Terlihat jelas saat ini ruangan yang begitu dingin karena ada dua buah AC, seketika atmosfernya lebih terasa panas karena Nabila dan Aleta yang sama-sama diam, dan memilih melirik tajam satu sama lain.

"Udah lirik-lirikannya?" Tanya Pak Dermawan, adalah Kepala SMA Harapan Bangsa.

Pak Dermawan, sesuai dengan namanya, beliau terkenal begitu sabar dan dermawan menghadapi murid-muridnya yang terkadang susah sekali untuk diatur.

Pak Dermawan menarik nafasnya dalam-dalam untuk mulai memberi tahu kepada kedua siswi yang ada di depannya ini.

"Udah tau kan kalau ada lomba sains?" Tanya Pak Dermawan

"Udah" Jawab Nabila dan Aleta nyaris bersamaan.

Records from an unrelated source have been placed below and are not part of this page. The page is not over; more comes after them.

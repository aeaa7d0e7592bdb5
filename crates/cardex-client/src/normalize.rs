//! Normalization of the heterogeneous catalog response into canonical records.

use cardex_core::record::{
    CardRecord, DEFAULT_DESCRIPTION, DEFAULT_NAME, PLACEHOLDER_IMAGE, UNKNOWN_AUTHOR,
};
use log::debug;
use serde_json::Value;

/// Extract the result node list from a search response body.
///
/// The catalog has been observed to place it at `nodes` or under
/// `data.nodes`; a body with neither is treated as zero results.
fn node_list(body: &Value) -> Option<&Vec<Value>> {
    body.get("nodes")
        .or_else(|| body.get("data").and_then(|d| d.get("nodes")))
        .and_then(Value::as_array)
}

/// Map a raw search response into an ordered sequence of [`CardRecord`]s.
///
/// Missing or empty node lists yield an empty sequence, never an error.
/// Nodes without a usable `fullPath` are skipped.
#[must_use]
pub fn normalize_response(body: &Value) -> Vec<CardRecord> {
    let Some(nodes) = node_list(body) else {
        debug!("search response carried no node list");
        return Vec::new();
    };
    nodes.iter().filter_map(normalize_node).collect()
}

fn normalize_node(node: &Value) -> Option<CardRecord> {
    let path = node
        .get("fullPath")
        .and_then(Value::as_str)
        .filter(|p| !p.is_empty())?;

    let name = node
        .get("name")
        .and_then(Value::as_str)
        .filter(|s| !s.is_empty())
        .unwrap_or(DEFAULT_NAME);

    let description = node
        .get("tagline")
        .or_else(|| node.get("description"))
        .and_then(Value::as_str)
        .filter(|s| !s.is_empty())
        .unwrap_or(DEFAULT_DESCRIPTION);

    // Author is always derived from the path; the catalog guarantees no
    // dedicated author field.
    let author = match path.split_once('/') {
        Some((author, _)) if !author.is_empty() => author,
        _ => UNKNOWN_AUTHOR,
    };

    let tags = node
        .get("topics")
        .and_then(Value::as_array)
        .map(|topics| {
            topics
                .iter()
                .filter_map(Value::as_str)
                .map(ToOwned::to_owned)
                .collect()
        })
        .unwrap_or_default();

    let image_url = node
        .get("avatar_url")
        .or_else(|| node.get("avatar"))
        .and_then(Value::as_str)
        .filter(|s| !s.is_empty())
        .unwrap_or(PLACEHOLDER_IMAGE);

    Some(CardRecord {
        path: path.to_owned(),
        name: name.to_owned(),
        description: description.to_owned(),
        author: author.to_owned(),
        tags,
        image_url: image_url.to_owned(),
    })
}
//! Error types for catalog client operations.

use thiserror::Error;

/// Errors that can occur during client–catalog communication.
#[derive(Debug, Error)]
pub enum ClientError {
    /// The HTTP request failed.
    #[error("HTTP request failed: {0}")]
    Http(#[from] reqwest::Error),
    /// The server returned an unexpected status code.
    #[error("unexpected status {status}: {body}")]
    UnexpectedStatus {
        /// HTTP status code received.
        status: u16,
        /// Server-supplied message, or the status text when none was found.
        body: String,
    },
    /// The response body could not be parsed.
    #[error("failed to parse response: {0}")]
    Parse(String),
    /// Both the primary and the legacy download endpoint failed.
    #[error("download failed on both endpoints (primary: {primary}; legacy: {legacy})")]
    BothEndpointsFailed {
        /// Failure reason from the primary endpoint.
        primary: String,
        /// Failure reason from the legacy endpoint.
        legacy: String,
    },
}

"Untunglah kalau kalian sudah tahu, jadi bapak ngundang kalian kesini, mau salah satu dari kalian mewakili SMA kita untuk maju ke lomba tersebut," Tutur Pak Dermawan.

"Yaudah kalau gitu saya aja, Pak," Seru Nabila yang langsung mendapatkan pelototan tajam dari Aleta.

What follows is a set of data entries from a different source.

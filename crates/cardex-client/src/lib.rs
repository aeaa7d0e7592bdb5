//! HTTP client for communicating with a character-card catalog.
#![deny(warnings, clippy::all, clippy::pedantic)]
#![warn(missing_docs)]

pub mod client;
pub mod encode;
pub mod error;
pub mod normalize;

"Enak aja lo! Ya gue lah yang berhak pergi kesana!" Tungkas Aleta tak terima.

"Heh nggak usah pede lo! Jelas-jelas gue dua bulan yang lalu baru aja bawa pulang piala sains JUARA SATU," Ucap Nabila dengan menekan kata 'juara satu', dan mengangkat jari telunjuknya tepat di depan wajah Aleta.

"Nggak usah sombong lo! Gue aja yang sering juara nggak pernah sombong tuh, nah lo baru juara beberapa kali aja sombong!" Sengit Aleta dengan menatap tajam Nabila.

"Lo bilang apa? Nggak boleh sombong? Lah tadi barusan lo baru aja sombong sama gue," Ucap Nabila yang terima dengan Aleta.

"Pengecualian buat lo, gue nggak bakal sombong kalau lo nggak sombong,"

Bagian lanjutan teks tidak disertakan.